The report added there were three unauthorised “police stations” in the UK, two of which were located in London and a third in Glasgow.

The purpose of these facilities are given as accommodating tasks such as the renewal of driving licences for Chinese citizens residing in European countries.

Tasks such as this are usually carried out by embassies or consulates, where diplomatic rules are in force.

But the NGO claims the centres are set up by public security bodies from two Chinese provinces, the Fuzhou and Qingtian police agencies, intended to leverage Chinese citizens into returning to Chinese soil, or to prevent dissenters from speaking out against the Chinese Communist Party regime.

They identified 54 centres in their report, spread across 21 countries.

Wang Wenbin, spokesperson for Chinese Foreign Affairs, said on Wednesday that the facilities described by the Spain-based NGO “are actually service stations for Chinese citizens abroad”, the BBC reported.

In light of coronavirus restrictions having impeded citizens’ return to China, the stations were to “help [citizens] overcome difficulties”, he continued.

According to the BBC, he said: “Relevant local governments have opened online service platforms.

“Such services are mainly targeted at physical examinations and changing drivers’ licences.”

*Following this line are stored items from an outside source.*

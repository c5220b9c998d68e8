use tracing::warn;

use crate::context::AppContext;
use crate::domain::aggregate::aggregate;
use crate::domain::body::{MergeAction, merge_body, wrap_table};
use crate::domain::extract::IssueExtractor;
use crate::domain::issue::IssueInfo;
use crate::domain::table::issue_table;
use crate::error::AppResult;
use crate::infra::actions::ActionLog;
use crate::services::{IssueTrackerService, resolve_range};

const START_GROUP: &str = "Start";
const COMMITS_GROUP: &str = "List commits";
const LOOKUP_GROUP: &str = "Get issue title for each issue number";
const ATTACH_GROUP: &str = "Attach table";

#[derive(Debug)]
pub struct SyncOutcome {
    pub pull_number: u64,
    pub commits: usize,
    pub issues: Vec<IssueInfo>,
    pub failed: Vec<String>,
    pub action: MergeAction,
}

pub async fn sync_related_issues(ctx: &AppContext, log: &mut ActionLog) -> AppResult<SyncOutcome> {
    let settings = &ctx.settings;
    let extractor = IssueExtractor::new(settings.pattern.clone(), settings.capture_scope);

    let pull = ctx.pull_requests.get_pull(settings.pull_number).await?;
    pull.ensure_same_repository()?;

    log.log(
        START_GROUP,
        &format!(
            "compute log from {} to {} for {}",
            pull.head_sha, pull.base_sha, settings.path
        ),
    );

    let commits = resolve_range(
        ctx.version_control.as_ref(),
        &pull.head_sha,
        &pull.base_sha,
        &settings.path,
    )
    .await?;

    log.log(COMMITS_GROUP, &format!("commits length: {}", commits.len()));
    for commit in &commits {
        log.log(COMMITS_GROUP, &format!("{} {}", commit.hash, commit.message));
    }

    let found = aggregate(&commits, &extractor);
    if found.is_empty() {
        log.log(LOOKUP_GROUP, "no issue numbers found");
    } else {
        log.log(LOOKUP_GROUP, &format!("issue numbers: {}", found.len()));
    }
    let rows = found.into_rows(extractor.captures_scope());
    let (issues, failed) = lookup_issues(ctx.issue_tracker.as_ref(), rows, log).await;

    let table = issue_table(&issues, extractor.captures_scope());
    let merged = merge_body(&pull.body, &wrap_table(&table))?;

    log.log(ATTACH_GROUP, "\n-------------------Table-------------------\n");
    log.log(ATTACH_GROUP, &table);
    log.log(ATTACH_GROUP, "\n-------------------Table-------------------\n");
    log.log(ATTACH_GROUP, merged.action.describe());
    log.log(ATTACH_GROUP, "\n-------------------Old body-------------------\n");
    log.log(ATTACH_GROUP, &pull.body);
    log.log(ATTACH_GROUP, "\n-------------------New body-------------------\n");
    log.log(ATTACH_GROUP, &merged.body);
    log.end_group();

    ctx.pull_requests.update_pull(pull.number, &merged.body).await?;

    Ok(SyncOutcome {
        pull_number: pull.number,
        commits: commits.len(),
        issues,
        failed,
        action: merged.action,
    })
}

/// Looks issues up one at a time, in order. Issues the tracker cannot
/// resolve are left out and returned separately.
async fn lookup_issues(
    tracker: &dyn IssueTrackerService,
    rows: Vec<(String, Vec<String>)>,
    log: &mut ActionLog,
) -> (Vec<IssueInfo>, Vec<String>) {
    let total = rows.len();
    let mut issues = Vec::with_capacity(total);
    let mut failed = Vec::new();

    for (index, (issue_number, scopes)) in rows.into_iter().enumerate() {
        let position = index + 1;
        match tracker.find_issue(&issue_number).await {
            Ok(summary) => {
                log.log(
                    LOOKUP_GROUP,
                    &format!(
                        "[{position}/{total}] Success: [{issue_number}] | {}",
                        summary.title
                    ),
                );
                issues.push(IssueInfo {
                    issue_number,
                    summary,
                    scopes,
                });
            }
            Err(error) => {
                log.log(
                    LOOKUP_GROUP,
                    &format!("[{position}/{total}] Fail: [{issue_number}] {error}"),
                );
                warn!(%issue_number, %error, "dropping issue from table");
                failed.push(issue_number);
            }
        }
    }

    (issues, failed)
}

But Dutch outlet RTL News, in a joint probe with investigative journalism outlet Follow the Money, publicised testimony from a dissident Chinese citizen, Wang Jingyu, now resident in the Netherlands.

He claimed to have received a message from a person claiming to be from the Rotterdam Chinese police station, saying: “He asked me to go back to China to solve my problems. He also told me to think about my parents.”

RTL News then claimed the Chinese government “never informed the Dutch government” about the facilities known as “overseas service stations”.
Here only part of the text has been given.